On the plus side, obtaining the necessary knowledge to make wise credit decisions doesn’t require going back to school, hiring an expensive advisor, or hunting down a magic lamp. Instead, the power of the internet allows us to share that knowledge with you, for free, in the form of helpful guides and advice, walking you through many important financial topics — starting with the six steps to get a credit card.

1. Estimate Your Credit Rating (Good, Bad, or No Credit?)

The first thing to do when it comes to getting a credit card is also the first thing you should do when taking charge of your consumer credit in general: actually look at your credit. Why? Because that’s what the credit card companies (and any other potential creditors) are going to do when you apply.

Indeed, your credit will be a major factor in determining the type of credit card for which you’ll qualify and may be the difference between being approved for a new rewards card — or having to settle for a subprime credit-builder. Furthermore, not only will a string of rejection letters pummel your self-esteem, but a bunch of applications for new credit (whether you’re approved or not) can wreak havoc on your credit score.

While FICO and VantageScore use the same score range, they categorize scores in different ways.

The best way to determine your credit situation will be to take a hard look at your complete consumer credit reports (you have three, one from each credit bureau), as it is from this data that your credit score is calculated. You can also use a wide range of free services, including some of your existing credit cards, to get an idea of your numerical credit score.

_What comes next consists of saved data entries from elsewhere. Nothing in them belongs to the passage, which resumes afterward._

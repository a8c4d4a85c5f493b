use std::sync::Arc;

use chrono::{Duration, Utc};

use crate::hiring::candidates::{ApplyRequest, CandidateProfileRequest, CreateCandidateRequest};
use crate::hiring::domain::{
    ApplicationId, InterviewType, Job, JobApplication, JobId, UserId, UserRole,
};
use crate::hiring::interviews::CreateInterviewRequest;
use crate::hiring::jobs::CreateJobRequest;
use crate::hiring::memory::InMemoryStore;
use crate::hiring::service::HiringService;
use crate::hiring::users::RegisterUserRequest;
use crate::hiring::views::CandidateView;

pub(super) fn build_service() -> (HiringService<InMemoryStore>, Arc<InMemoryStore>) {
    let store = Arc::new(InMemoryStore::new());
    let service = HiringService::new(store.clone());
    (service, store)
}

pub(super) fn employer(service: &HiringService<InMemoryStore>, email: &str) -> UserId {
    service
        .register_user(RegisterUserRequest {
            name: "Priya Raman".to_string(),
            email: email.to_string(),
            role: UserRole::Employer,
            avatar: None,
        })
        .expect("employer registers")
        .id
}

pub(super) fn job(service: &HiringService<InMemoryStore>, owner: &UserId) -> Job {
    service
        .create_job(CreateJobRequest {
            title: "Backend Engineer".to_string(),
            description: "Own the hiring APIs".to_string(),
            company: "Hireflow Labs".to_string(),
            location: "Remote".to_string(),
            user_id: owner.clone(),
            salary: Some(140_000),
            status: None,
            department: None,
            team: None,
            hiring_manager: None,
            job_overview: None,
            responsibilities: None,
        })
        .expect("job created")
}

pub(super) fn candidate(
    service: &HiringService<InMemoryStore>,
    name: &str,
    email: &str,
) -> CandidateView {
    service
        .create_candidate(CreateCandidateRequest {
            name: name.to_string(),
            email: email.to_string(),
            avatar: None,
            profile: Some(CandidateProfileRequest {
                skills: Some(vec!["Rust".to_string()]),
                location: Some("Remote".to_string()),
                bio: None,
            }),
        })
        .expect("candidate created")
}

pub(super) fn application(
    service: &HiringService<InMemoryStore>,
    candidate_id: &UserId,
    job_id: &JobId,
) -> JobApplication {
    service
        .apply_to_job(
            candidate_id,
            ApplyRequest {
                job_id: job_id.clone(),
                tags: Vec::new(),
            },
        )
        .expect("application created")
}

pub(super) fn interview_request(
    candidate_id: &UserId,
    application_id: Option<&ApplicationId>,
) -> CreateInterviewRequest {
    CreateInterviewRequest {
        candidate_id: candidate_id.clone(),
        interviewers: vec!["Priya Raman".to_string()],
        interview_type: InterviewType::Technical,
        scheduled_date: Utc::now() + Duration::days(3),
        job_application_id: application_id.cloned(),
        duration: Some(45),
        notes: None,
    }
}
use crate::config::ConfigError;
use crate::telemetry::TelemetryError;

/// Failures surfaced by the binary entrypoints (startup, binding, serving).
/// Request-level failures use `hiring::router::ApiError` instead.
#[derive(Debug, thiserror::Error)]
pub enum AppError {
    #[error("configuration error: {0}")]
    Config(#[from] ConfigError),
    #[error("telemetry error: {0}")]
    Telemetry(#[from] TelemetryError),
    #[error("io error: {0}")]
    Io(#[from] std::io::Error),
    #[error("server error: {0}")]
    Server(#[from] axum::Error),
    #[error("seed error: {0}")]
    Seed(#[from] crate::hiring::HiringError),
}
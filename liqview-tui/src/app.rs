//! Application state and the periodic refresh cycle.

use std::path::Path;

use chrono::Utc;
use liqview_data::{
    Candle, CandleSeries, Interval, LiquidationPoint, StreamStatus, binance, config, read_journal,
};
use tracing::{debug, warn};

/// Candles requested from the historical endpoint per reload.
const HISTORY_LIMIT: u32 = 200;

/// Candles handed to the renderer per frame.
pub const MAX_RENDER_CANDLES: usize = 500;

/// Narrowest and widest visible windows, in candles.
const MIN_ZOOM: usize = 20;
const ZOOM_STEP: usize = 20;

pub struct App {
    pub series: CandleSeries,
    pub latest_price: Option<f64>,
    pub liquidations: Vec<LiquidationPoint>,
    pub stream_status: StreamStatus,
    /// Number of candles shown.
    zoom: usize,
    /// Candles panned back from the latest.
    offset: usize,
}

impl App {
    pub fn new(interval: Interval) -> Self {
        Self {
            series: CandleSeries::new(interval, config::display_tz()),
            latest_price: None,
            liquidations: Vec::new(),
            stream_status: StreamStatus::Reconnecting,
            zoom: 120,
            offset: 0,
        }
    }

    /// One refresh cycle: reload history if empty, fetch the latest price,
    /// fold it into the series, re-read the liquidation journal.
    pub async fn refresh(&mut self) {
        if self.series.is_empty() {
            match binance::fetch_klines(
                config::symbol(),
                self.series.interval(),
                HISTORY_LIMIT,
                config::display_tz(),
            )
            .await
            {
                Ok(candles) => self.series.replace_history(candles),
                Err(e) => warn!("historical load failed: {e}"),
            }
        }

        match binance::fetch_ticker_price(config::symbol()).await {
            Ok(price) => {
                self.latest_price = Some(price);
                self.series.apply_tick(price, Utc::now());
            }
            Err(e) => {
                self.latest_price = None;
                warn!("price fetch failed, update skipped: {e}");
            }
        }

        if self.series.is_empty() {
            debug!("candle series empty, update skipped");
        }

        self.liquidations = read_journal(
            Path::new(config::journal_path()),
            config::display_tz(),
            config::trade_time_offset_ms(),
        );
    }

    /// Switch the interval: clear the series and reload immediately so the
    /// chart reflects the new granularity without waiting for the timer.
    pub async fn change_interval(&mut self, interval: Interval) {
        self.series.change_interval(interval);
        self.offset = 0;
        self.refresh().await;
    }

    /// The candles inside the current pan/zoom window, oldest first.
    pub fn visible_candles(&self) -> &[Candle] {
        let all = self.series.snapshot(MAX_RENDER_CANDLES);
        let end = all.len().saturating_sub(self.offset);
        let start = end.saturating_sub(self.zoom);
        &all[start..end]
    }

    pub fn zoom_in(&mut self) {
        self.zoom = self.zoom.saturating_sub(ZOOM_STEP).max(MIN_ZOOM);
    }

    pub fn zoom_out(&mut self) {
        self.zoom = (self.zoom + ZOOM_STEP).min(MAX_RENDER_CANDLES);
    }

    pub fn pan_left(&mut self) {
        let len = self.series.snapshot(MAX_RENDER_CANDLES).len();
        self.offset = (self.offset + ZOOM_STEP).min(len.saturating_sub(self.zoom));
    }

    pub fn pan_right(&mut self) {
        self.offset = self.offset.saturating_sub(ZOOM_STEP);
    }
}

For the most part, credit cards can be lumped into four credit categories: cards for good credit, for fair credit, for bad credit, and for no/limited credit. While your exact credit score will vary by scoring model and range (FICO and VantageScore both use the same number range, but different scales), you can use it to estimate the category in which you likely fit.

Good Credit History (700+ Credit Score)

Regardless of the exact model, if your credit score is over 700, you likely fall into the “Good Credit” category. These consumers typically have well-established credit histories, no recent missed payments, carry low balances, apply for new credit infrequently, and have a variety of credit types.

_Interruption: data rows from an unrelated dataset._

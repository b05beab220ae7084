//! Environment-driven configuration, resolved once per process.

use std::sync::OnceLock;

use chrono_tz::Tz;
use tracing::warn;

use crate::interval::Interval;

/// Trading symbol charted and recorded (env: `LIQVIEW_SYMBOL`).
pub fn symbol() -> &'static str {
    static SYMBOL: OnceLock<String> = OnceLock::new();
    SYMBOL
        .get_or_init(|| {
            std::env::var("LIQVIEW_SYMBOL").unwrap_or_else(|_| "BTCUSDT".to_string())
        })
        .as_str()
}

/// REST base URL for the spot API (env: `LIQVIEW_REST_URL`).
pub fn rest_base() -> &'static str {
    static REST_BASE: OnceLock<String> = OnceLock::new();
    REST_BASE
        .get_or_init(|| {
            std::env::var("LIQVIEW_REST_URL")
                .unwrap_or_else(|_| "https://api.binance.com".to_string())
        })
        .as_str()
}

/// Futures force-order stream URL (env: `LIQVIEW_STREAM_URL`).
pub fn stream_url() -> &'static str {
    static STREAM_URL: OnceLock<String> = OnceLock::new();
    STREAM_URL
        .get_or_init(|| {
            std::env::var("LIQVIEW_STREAM_URL")
                .unwrap_or_else(|_| "wss://fstream.binance.com/ws/!forceOrder@arr".to_string())
        })
        .as_str()
}

/// Path of the liquidation journal CSV (env: `LIQVIEW_JOURNAL`).
pub fn journal_path() -> &'static str {
    static JOURNAL: OnceLock<String> = OnceLock::new();
    JOURNAL
        .get_or_init(|| {
            std::env::var("LIQVIEW_JOURNAL")
                .unwrap_or_else(|_| "binance_liquidations.csv".to_string())
        })
        .as_str()
}

/// Path of the application log file (env: `LIQVIEW_LOG`).
pub fn log_path() -> &'static str {
    static LOG: OnceLock<String> = OnceLock::new();
    LOG.get_or_init(|| {
        std::env::var("LIQVIEW_LOG").unwrap_or_else(|_| "liqview.log".to_string())
    })
    .as_str()
}

/// Display timezone for candle and liquidation timestamps (env: `LIQVIEW_TZ`).
pub fn display_tz() -> Tz {
    static TZ: OnceLock<Tz> = OnceLock::new();
    *TZ.get_or_init(|| {
        let name =
            std::env::var("LIQVIEW_TZ").unwrap_or_else(|_| "America/Sao_Paulo".to_string());
        name.parse().unwrap_or_else(|_| {
            warn!("unknown timezone {name}, falling back to UTC");
            Tz::UTC
        })
    })
}

/// Interval shown on startup (env: `LIQVIEW_INTERVAL`).
pub fn initial_interval() -> Interval {
    static INTERVAL: OnceLock<Interval> = OnceLock::new();
    *INTERVAL.get_or_init(|| {
        std::env::var("LIQVIEW_INTERVAL")
            .ok()
            .and_then(|token| Interval::from_token(&token))
            .unwrap_or(Interval::M5)
    })
}

/// Milliseconds subtracted from raw trade times before display conversion
/// (env: `LIQVIEW_TRADE_TIME_OFFSET_MS`).
///
/// The feed's trade time is epoch milliseconds; leave this at 0 unless the
/// source is known to report skewed clocks.
pub fn trade_time_offset_ms() -> i64 {
    static OFFSET: OnceLock<i64> = OnceLock::new();
    *OFFSET.get_or_init(|| {
        std::env::var("LIQVIEW_TRADE_TIME_OFFSET_MS")
            .ok()
            .and_then(|v| v.parse().ok())
            .unwrap_or(0)
    })
}

#[cfg(test)]
mod tests {
    use super::*;

    #[test]
    fn test_defaults_resolve() {
        assert_eq!(symbol(), "BTCUSDT");
        assert!(rest_base().starts_with("https://"));
        assert!(stream_url().contains("forceOrder"));
        assert_eq!(initial_interval(), Interval::M5);
        assert_eq!(trade_time_offset_ms(), 0);
    }
}
use liqview_data::{binance, config};

/// One-off ticker fetch: prints the latest traded price and exits.
#[tokio::main]
async fn main() {
    init_logging();

    match binance::fetch_ticker_price(config::symbol()).await {
        Ok(price) => println!("latest {} price: {price}", config::symbol()),
        Err(error) => println!("could not fetch the {} price: {error}", config::symbol()),
    }
}

// Initialise an INFO `Subscriber` for `Tracing` logs and install it as the global default.
fn init_logging() {
    tracing_subscriber::fmt()
        .with_env_filter(
            tracing_subscriber::filter::EnvFilter::builder()
                .with_default_directive(tracing_subscriber::filter::LevelFilter::INFO.into())
                .from_env_lossy(),
        )
        .with_ansi(cfg!(debug_assertions))
        .init()
}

Those with good credit will usually qualify for the widest range of credit cards, including cards with lucrative rewards programs and juicy signup bonuses, and will also receive the lowest interest rates. You can start your search for the perfect card with our top-rated pick for good credit.

+See More Cards for Good Credit

Fair Credit History (650-700 Credit Score)

Whether building your credit for the first time or rebuilding your credit after a difficult financial period, most consumers will fall into the “Fair Credit” category at least once in their financial lives. These consumers may have a limited number of credit products, have only recently started establishing credit, have had one or two missed payments in the last few years, or have high utilization rates from carrying large balances.

Although those with fair credit will not have the whole credit card buffet from which to choose, they’ll still be offered a range of card options, including several offering cash back rewards and other perks. Be sure to compare options, beginning with our favorite fair-credit card, to ensure you end up with the best rates and rewards.

+See More Cards for Fair Credit

Bad Credit History (<650 Credit Score)

While the actual upper limit will vary by scoring model, the type of credit product, and even the individual credit card issuer, many consumers with credit scores below 650 will fall into the “Bad Credit” category. These consumers tend to have major negative marks on their credit reports, such as having several recent missed payments, extremely high utilization rates, defaulted credit accounts, or even bankruptcy discharges.

Since creditors view bad credit as a sign of credit risk, those with bad credit are typically limited to subprime unsecured credit cards, which often carry particularly high interest rates and fees, or secured credit cards, which require a deposit to open. It’s especially important for those with bad credit to compare credit card offers, perhaps starting with our favorite pick, to ensure you get the most affordable credit card for you.

+See More Cards for Bad Credit

No Credit History (0 Credit Score)

While “no news is good news” for a variety of industries, the consumer credit industry isn’t one of them. Without a credit report or score to help creditors determine your credit risk, many issuers will be hesitant to approve those who fall into the “No Credit History” category.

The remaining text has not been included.